“Doc, my muscles are always stiff and sore and I’m so tired. What’s wrong with me?” This is a common complaint that I frequently hear in my office, and it is often due to fibromyalgia.
This chronic condition affects about 1 in 50 people and is more common in women. It is characterized by widespread muscle pain described as aching and/or burning and is often accompanied by muscle spasm. Increased activity, stress and weather changes make symptoms worse. The patient’s sensitivity to pain is abnormally amplified, and on examination the physician elicits multiple tender spots on both sides of the body called trigger points. Patients with fibromyalgia almost always have trouble sleeping, which aggravates their underlying fatigue, and they often also complain of digestive trouble, pelvic pain and headaches. Depression and anxiety are very common. Although theories abound, the cause(s) of fibromyalgia is poorly understood.
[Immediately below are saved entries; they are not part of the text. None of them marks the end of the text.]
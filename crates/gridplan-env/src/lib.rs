mod builder;
mod coord;
mod env;
mod error;
mod grid;
mod io;
mod simulator;
mod spec;

pub use builder::GridBuilder;
pub use coord::{Coordinate, Direction};
pub use env::Environment;
pub use error::GridError;
pub use grid::GridWorld;
pub use io::{compile_yaml, load_yaml, save_yaml};
pub use simulator::GridSimulator;
pub use spec::{CellReward, GridSpec, TerminalSpec};
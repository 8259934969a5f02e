pub mod config;
pub mod error;
pub mod maps;
pub mod policy;
pub mod value_iteration;

#[cfg(test)]
mod tests;
use super::{ConfirmPrompt, PromptAnswer};
use crate::lock_or_recover;
use std::collections::VecDeque;
use std::sync::atomic::{AtomicUsize, Ordering};
use std::sync::Mutex;

/// Prompt that replays canned answers, for exercising the guard without a UI.
///
/// Once the script runs out every further question gets the fallback answer.
#[derive(Debug)]
pub struct ScriptedPrompt {
    answers: Mutex<VecDeque<PromptAnswer>>,
    fallback: PromptAnswer,
    asked: AtomicUsize,
}

impl ScriptedPrompt {
    pub fn new(answers: impl IntoIterator<Item = PromptAnswer>) -> Self {
        Self {
            answers: Mutex::new(answers.into_iter().collect()),
            fallback: PromptAnswer::Decline,
            asked: AtomicUsize::new(0),
        }
    }

    pub fn always(answer: PromptAnswer) -> Self {
        Self {
            answers: Mutex::new(VecDeque::new()),
            fallback: answer,
            asked: AtomicUsize::new(0),
        }
    }

    pub fn times_asked(&self) -> usize {
        self.asked.load(Ordering::SeqCst)
    }
}

impl ConfirmPrompt for ScriptedPrompt {
    fn ask(&self) -> PromptAnswer {
        self.asked.fetch_add(1, Ordering::SeqCst);
        lock_or_recover(&self.answers, "scripted prompt")
            .pop_front()
            .unwrap_or(self.fallback)
    }
}

#[cfg(test)]
mod tests {
    use super::*;

    #[test]
    fn replays_script_then_falls_back() {
        let prompt = ScriptedPrompt::new([PromptAnswer::Affirm]);
        assert_eq!(prompt.ask(), PromptAnswer::Affirm);
        assert_eq!(prompt.ask(), PromptAnswer::Decline);
        assert_eq!(prompt.times_asked(), 2);
    }
}
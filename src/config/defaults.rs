/// File name of the debug log inside the temp directory.
pub const DEFAULT_LOG_FILE_NAME: &str = "volume_protect.log";

/// Upper bound on a user-supplied log path.
pub const MAX_LOG_PATH_BYTES: usize = 1024;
Treatment usually decreases symptoms but does not cure the condition. The mainstays of therapy center around restoring sleep, treating depression, decreasing stress and establishing a slowly increasing low impact aerobic exercise program such as swimming, water aerobics, exercise cycling and elliptical-type training regimens. Caffeine and alcohol, at least in the latter half of the day, should be avoided. Massage, yoga and other forms of meditation as well as a regular daily routine without much variation can be helpful. Medications commonly prescribed include antidepressants such as Cymbalta, amitryptilline and trazadone, the analgesics Tylenol and tramadol, various muscle relaxers and other medications including gabapentin, Lyrica and Savella. NSAIDs including ibuprofen and naproxen sodium don’t decrease pain because fibromyalgia is not considered an inflammatory condition. Narcotic pain relievers such as hydrocodone can temporarily help but aren’t used long term because they are potentially habit forming and seem to increase fibromyalgia pain over time. You can read more about other general pain relief methods in my article Non-Surgical Treatment for Joint Pain.
If you are experiencing these symptoms, contact your physician and set up an appointment to find out what treatment works best for you.